Sharon agreed the health organization provided an important role, and the band too. She pointed out that Sheg sponsored the feast for them as, on limited income, it wouldn’t have been a possibility otherwise.

“I could have died or been in a wheelchair permanently,” Sharon said. “Your body is so fragile and death is just a breath away, you know?”

The mother shared that she has been sober since the accident—almost a year. “It’s sad to say, but it was a real awakening for me,” she explained. “Drinking was a way of coping with life.”

“Now,” she continued, “I speak from my heart how I feel. I don’t bottle it up. Jen notices the changes especially—now I call it like I see it.”

Sharon said she no longer lets others take advantage of her and while she doesn’t miss the alcohol, she stays away from those who do drink.

“There were so many times when I tried to quit drinking and now I’m just living one day at a time,” she continued, noting that she has been attending Alcoholics Anonymous meetings.

“I worry about Jen too,” she said, glancing across the table at her daughter. “She’s so fragile now. What happens if she’s drinking and falls and hurts herself even more?”

Jen explained she was sober too for the first six months after the accident, but the stresses of life got to her and she began to drink again, but this time she’s careful of who she’s with or where she goes.

She continued, saying she feels closer to her family now too, since becoming sober. “Before, I felt so distanced from them.”

Sharon said that while she was unable to work for some time after the accident, she is back working part-time with the band, which has been very accommodating to her health concerns. “I’m happy,” she said with a smile.

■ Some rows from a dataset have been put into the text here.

#![allow(clippy::unwrap_used)]

use actix_web::{
  http::{header, StatusCode},
  test, App,
};
use async_trait::async_trait;
use quill::{
  config,
  database::Result as DbResult,
  schema::{Article, ArticleView, CommentView, NewArticle, NewComment, NewUser, User},
  store::{ArticleStore, MemoryStore, UserStore},
  types::id::{marker::ArticleMarker, Id},
  util::{password, Sensitive},
};
use serde_json::{json, Value};
use std::sync::Arc;

mod common;
use common::{TestApp, JWT_SECRET};

/// Never sees an existing user name, so only the insert itself can
/// catch a duplicate.
struct BlindStore(MemoryStore);

#[async_trait]
impl UserStore for BlindStore {
  async fn has_user_with_name(&self, _user_name: &str) -> DbResult<bool> {
    Ok(false)
  }

  async fn find_user_by_name(&self, user_name: &str) -> DbResult<Option<User>> {
    self.0.find_user_by_name(user_name).await
  }

  async fn insert_user(&self, new_user: NewUser<'_>) -> DbResult<User> {
    self.0.insert_user(new_user).await
  }
}

#[async_trait]
impl ArticleStore for BlindStore {
  async fn list_articles(&self) -> DbResult<Vec<ArticleView>> {
    self.0.list_articles().await
  }

  async fn find_article(&self, id: Id<ArticleMarker>) -> DbResult<Option<ArticleView>> {
    self.0.find_article(id).await
  }

  async fn insert_article(&self, new_article: NewArticle<'_>) -> DbResult<Article> {
    self.0.insert_article(new_article).await
  }

  async fn list_comments(&self, article_id: Id<ArticleMarker>) -> DbResult<Vec<CommentView>> {
    self.0.list_comments(article_id).await
  }

  async fn insert_comment(&self, new_comment: NewComment<'_>) -> DbResult<CommentView> {
    self.0.insert_comment(new_comment).await
  }
}

async fn register(t: &TestApp, body: Value) -> (StatusCode, Option<String>, Value) {
  let service = test::init_service(App::new().configure(t.routes())).await;
  let req = test::TestRequest::post()
    .uri("/api/users")
    .set_json(body)
    .to_request();

  let resp = test::call_service(&service, req).await;
  let status = resp.status();
  let location = resp
    .headers()
    .get(header::LOCATION)
    .map(|v| v.to_str().unwrap().to_string());

  let body: Value = test::read_body_json(resp).await;
  (status, location, body)
}

#[actix_web::test]
async fn test_missing_fields_are_reported_in_order() {
  let t = TestApp::new();
  let cases = [
    (json!({}), "full_name"),
    (json!({ "user_name": "dunder", "password": "Sup3rSecret" }), "full_name"),
    (json!({ "full_name": "Dunder Mifflin", "password": "Sup3rSecret" }), "user_name"),
    (json!({ "full_name": "Dunder Mifflin", "user_name": "dunder" }), "password"),
    (
      json!({ "full_name": "Dunder Mifflin", "user_name": "dunder", "password": "" }),
      "password",
    ),
    (
      json!({ "full_name": "Dunder Mifflin", "user_name": null, "password": "Sup3rSecret" }),
      "user_name",
    ),
  ];

  for (body, field) in cases {
    let (status, _, body) = register(&t, body).await;
    assert_eq!(status, StatusCode::BAD_REQUEST);
    assert_eq!(
      body,
      json!({ "error": format!("Missing '{field}' in request body") })
    );
  }
}

#[actix_web::test]
async fn test_weak_passwords_are_rejected() {
  let t = TestApp::new();
  let too_long = format!("Aa1{}", "a".repeat(70));
  let cases = [
    ("Sh0rt", "Password must be longer than 8 characters"),
    (too_long.as_str(), "Password must be less than 72 characters"),
    (" Passw0rd", "Password must not start or end with empty spaces"),
    ("Passw0rd ", "Password must not start or end with empty spaces"),
    ("alllowercase1", "Password must contain 1 upper case, lower case and number"),
    ("ALLUPPERCASE1", "Password must contain 1 upper case, lower case and number"),
    ("NoNumbersHere", "Password must contain 1 upper case, lower case and number"),
  ];

  for (password, message) in cases {
    let (status, _, body) = register(
      &t,
      json!({ "full_name": "Dunder Mifflin", "user_name": "dunder", "password": password }),
    )
    .await;

    assert_eq!(status, StatusCode::BAD_REQUEST, "{password:?}");
    assert_eq!(body, json!({ "error": message }), "{password:?}");
  }

  assert!(!t.store.has_user_with_name("dunder").await.unwrap());
}

#[actix_web::test]
async fn test_register_user() {
  let t = TestApp::new();
  let (status, location, body) = register(
    &t,
    json!({ "full_name": "Dunder Mifflin", "user_name": "dunder", "password": "Sup3rSecret" }),
  )
  .await;

  assert_eq!(status, StatusCode::CREATED);
  assert_eq!(location.as_deref(), Some("/api/users/1"));
  assert_eq!(body["id"], json!(1));
  assert_eq!(body["user_name"], json!("dunder"));
  assert_eq!(body["full_name"], json!("Dunder Mifflin"));
  assert_eq!(body["nickname"], json!(""));
  assert!(body["date_created"].is_string());
  assert!(body.get("password").is_none());
  assert!(body.get("password_hash").is_none());

  let stored = t.store.find_user_by_name("dunder").await.unwrap().unwrap();
  assert_ne!(stored.password_hash, "Sup3rSecret");
  assert!(
    password::verify(Sensitive::new("Sup3rSecret".into()), stored.password_hash)
      .await
      .unwrap()
  );
}

#[actix_web::test]
async fn test_register_keeps_nickname() {
  let t = TestApp::new();
  let (status, location, body) = register(
    &t,
    json!({
      "full_name": "Dunder Mifflin",
      "user_name": "dunder",
      "password": "Sup3rSecret",
      "nickname": "dm"
    }),
  )
  .await;

  assert_eq!(status, StatusCode::CREATED);
  assert!(location.unwrap().ends_with(&format!("/{}", body["id"])));
  assert_eq!(body["nickname"], json!("dm"));
}

#[actix_web::test]
async fn test_duplicate_user_name() {
  let t = TestApp::new();
  let body = json!({ "full_name": "Dunder Mifflin", "user_name": "dunder", "password": "Sup3rSecret" });

  let (status, ..) = register(&t, body.clone()).await;
  assert_eq!(status, StatusCode::CREATED);

  let (status, location, body) = register(&t, body).await;
  assert_eq!(status, StatusCode::BAD_REQUEST);
  assert!(location.is_none());
  assert_eq!(body, json!({ "error": "Username already taken" }));
}

#[actix_web::test]
async fn test_user_names_are_case_sensitive() {
  let t = TestApp::new();
  t.seed_user("dunder").await;

  let (status, location, _) = register(
    &t,
    json!({ "full_name": "Dunder Mifflin", "user_name": "Dunder", "password": "Sup3rSecret" }),
  )
  .await;

  assert_eq!(status, StatusCode::CREATED);
  assert_eq!(location.as_deref(), Some("/api/users/2"));
}

#[actix_web::test]
async fn test_malformed_body() {
  let t = TestApp::new();
  let service = test::init_service(App::new().configure(t.routes())).await;

  for payload in ["not json", r#""a string""#, r#"{ "user_name": 5 }"#] {
    let req = test::TestRequest::post()
      .uri("/api/users")
      .insert_header(header::ContentType::json())
      .set_payload(payload)
      .to_request();

    let resp = test::call_service(&service, req).await;
    assert_eq!(resp.status(), StatusCode::BAD_REQUEST, "{payload}");

    let body: Value = test::read_body_json(resp).await;
    assert_eq!(body, json!({ "error": "Invalid request body" }));
  }
}

#[actix_web::test]
async fn test_duplicate_caught_at_insert() {
  let app = quill::App::with_store(
    &config::Jwt::new(JWT_SECRET),
    Arc::new(BlindStore(MemoryStore::new())),
  );
  let service = test::init_service(App::new().configure(quill::http::configure(app))).await;
  let body = json!({ "full_name": "Dunder Mifflin", "user_name": "dunder", "password": "Sup3rSecret" });

  let req = test::TestRequest::post()
    .uri("/api/users")
    .set_json(&body)
    .to_request();
  let resp = test::call_service(&service, req).await;
  assert_eq!(resp.status(), StatusCode::CREATED);

  let req = test::TestRequest::post()
    .uri("/api/users")
    .set_json(&body)
    .to_request();
  let resp = test::call_service(&service, req).await;
  assert_eq!(resp.status(), StatusCode::BAD_REQUEST);

  let body: Value = test::read_body_json(resp).await;
  assert_eq!(body, json!({ "error": "Username already taken" }));
}

#[actix_web::test]
async fn test_password_limit_counts_bytes() {
  let t = TestApp::new();
  let wide = format!("Aa1{}", "é".repeat(69));
  let (status, location, body) = register(
    &t,
    json!({ "full_name": "Dunder Mifflin", "user_name": "dunder", "password": wide }),
  )
  .await;

  assert_eq!(status, StatusCode::BAD_REQUEST);
  assert!(location.is_none());
  assert_eq!(body, json!({ "error": "Password must be less than 72 characters" }));
  assert!(!t.store.has_user_with_name("dunder").await.unwrap());
}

The idea for the Thanksgiving feast came from discussion with Jake Ago Neh, a traditional healer in the community, they explained.

“My family said how nice it was to come together and eat and be together on a good note,” Jen said. “We were celebrating life, not death.”

The women showed a long list of all those who received personal invitations to the feast, including the doctors and emergency crew who tended to them during that time and while they were unable to attend, they did send their thanks.

“This was quite the life lesson,” Jen said. “And I guess it happened that way for a reason.”

“You should be close to your family no matter what,” she urged. “There are so many things that we take for granted. If it wasn’t for all these people, we wouldn’t have made it,” she said, pointing to the list.

“I don’t want this to happen to anyone else,” Jen added. “It was so traumatizing—we came so close. Drunk driving is still happening, but it’s up to the individual to make that decision. Don’t get in that vehicle or stop someone if they are. You could change someone’s life.”